• **Excerpted data**:

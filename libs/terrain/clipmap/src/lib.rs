// This file is part of Nitrogen.
//
// Nitrogen is free software: you can redistribute it and/or modify
// it under the terms of the GNU General Public License as published by
// the Free Software Foundation, either version 3 of the License, or
// (at your option) any later version.
//
// Nitrogen is distributed in the hope that it will be useful,
// but WITHOUT ANY WARRANTY; without even the implied warranty of
// MERCHANTABILITY or FITNESS FOR A PARTICULAR PURPOSE.  See the
// GNU General Public License for more details.
//
// You should have received a copy of the GNU General Public License
// along with Nitrogen.  If not, see <http://www.gnu.org/licenses/>.
// Geometry clipmap terrain for a whole globe.
//
// Every level is a square window of posts, in a toroidally addressed texture, centered on the
// viewer; each coarser level covers twice the distance at half the resolution. As the viewer
// moves, only the strips of posts that a window newly exposes are streamed in, from tiles
// loaded off the render thread, with the next coarser level upsampled into any hole that
// has not arrived yet.
mod config;
mod level;
mod normals;
mod patch;
mod renderer;
mod terrain;
mod texture;
mod tile_loader;
mod update;
mod updater;
mod upsample;

pub use crate::{
    config::{ClipmapConfig, DetailLevel, DetailLevelOpts, RetryPolicy},
    level::{ClipmapLayer, ClipmapLevel},
    normals::update_normals,
    patch::{PatchKind, PatchMeshes, PatchPlacement},
    renderer::{
        CullFace, DepthTest, DrawCommand, PatchUniforms, RecordedDraw, RecordingRenderer,
        RenderState, TerrainRenderer, UniformValue,
    },
    terrain::{coarser_extent, finest_extent, GlobeClipmapTerrain, RenderStats},
    texture::ClipmapTexture,
    tile_loader::{InFlightRequest, TileCompletion, TileLoader},
    update::{split_update_to_avoid_wrapping, ClipmapUpdate},
    updater::{
        ClipmapUpdater, HeightLayer, ImageryLayer, LayerAccess, LayerUpdater, UpdateContext,
        UpdateStats,
    },
    upsample::{sample_bilinear, Upsampler},
};
/*
 *  Copyright 2025-2026 Colliery Software
 *
 *  Licensed under the Apache License, Version 2.0 (the "License");
 *  you may not use this file except in compliance with the License.
 *  You may obtain a copy of the License at
 *
 *      http://www.apache.org/licenses/LICENSE-2.0
 *
 *  Unless required by applicable law or agreed to in writing, software
 *  distributed under the License is distributed on an "AS IS" BASIS,
 *  WITHOUT WARRANTIES OR CONDITIONS OF ANY KIND, either express or implied.
 *  See the License for the specific language governing permissions and
 *  limitations under the License.
 */

//! Notification and result transport.
//!
//! Two channel families: a publish/subscribe channel per executor pool for
//! task-action events, and a per-query channel for result delivery. Only the
//! publish/consume contract is defined here; [`LocalQueueManager`] is the
//! in-process implementation, and distributed deployments bind the same
//! traits to a real broker.

mod local;

pub use local::LocalQueueManager;

use async_trait::async_trait;
use serde::{Deserialize, Serialize};
use serde_json::Value;
use std::time::Duration;
use uuid::Uuid;

use crate::error::StorageError;
use crate::models::{TaskAction, TaskKey};

/// A task-action event waking idle workers.
#[derive(Debug, Clone, PartialEq, Serialize, Deserialize)]
pub struct TaskNotification {
    pub task_key: TaskKey,
    pub action: TaskAction,
}

impl TaskNotification {
    pub fn new(task_key: TaskKey, action: TaskAction) -> Self {
        Self { task_key, action }
    }
}

/// One generated result published to a query's result channel.
#[derive(Debug, Clone, PartialEq, Serialize, Deserialize)]
pub struct QueryResult {
    pub result_id: Uuid,
    pub query_id: Uuid,
    pub payload: Value,
}

impl QueryResult {
    /// Wraps a payload with a fresh unique result id.
    pub fn new(query_id: Uuid, payload: Value) -> Self {
        Self {
            result_id: Uuid::new_v4(),
            query_id,
            payload,
        }
    }
}

/// A bounded-wait consumer of one channel.
#[async_trait]
pub trait QueryQueueListener<T: Send>: Send {
    /// Waits up to `wait` for the next message; `None` on timeout or after
    /// [`stop`](Self::stop).
    async fn receive(&mut self, wait: Duration) -> Option<T>;

    fn stop(&mut self);
}

/// Queue lifecycle and publish/consume operations for both channel families.
#[async_trait]
pub trait QueryQueueManager: Send + Sync {
    /// Ensures the result channel for a query exists.
    async fn ensure_queue_created(&self, query_id: Uuid) -> Result<(), StorageError>;

    async fn delete_queue(&self, query_id: Uuid) -> Result<(), StorageError>;

    async fn empty_queue(&self, query_id: Uuid) -> Result<(), StorageError>;

    /// The number of published results not yet drained by a consumer. This is
    /// the queue depth the backpressure loop compares against its buffer
    /// target.
    async fn num_results_remaining(&self, query_id: Uuid) -> usize;

    async fn publish_result(&self, result: QueryResult) -> Result<(), StorageError>;

    fn create_result_listener(
        &self,
        listener_id: &str,
        query_id: Uuid,
    ) -> Box<dyn QueryQueueListener<QueryResult>>;

    /// Publishes a task-action event to an executor pool's channel.
    async fn publish_task_notification(
        &self,
        pool: &str,
        notification: TaskNotification,
    ) -> Result<(), StorageError>;

    fn create_task_listener(
        &self,
        listener_id: &str,
        pool: &str,
    ) -> Box<dyn QueryQueueListener<TaskNotification>>;
}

• **Task description**: Would you copy each line of the records that contains "QueryQueueListener"?

• **Final answer**:
pub trait QueryQueueListener<T: Send>: Send {
    ) -> Box<dyn QueryQueueListener<QueryResult>>;
    ) -> Box<dyn QueryQueueListener<TaskNotification>>;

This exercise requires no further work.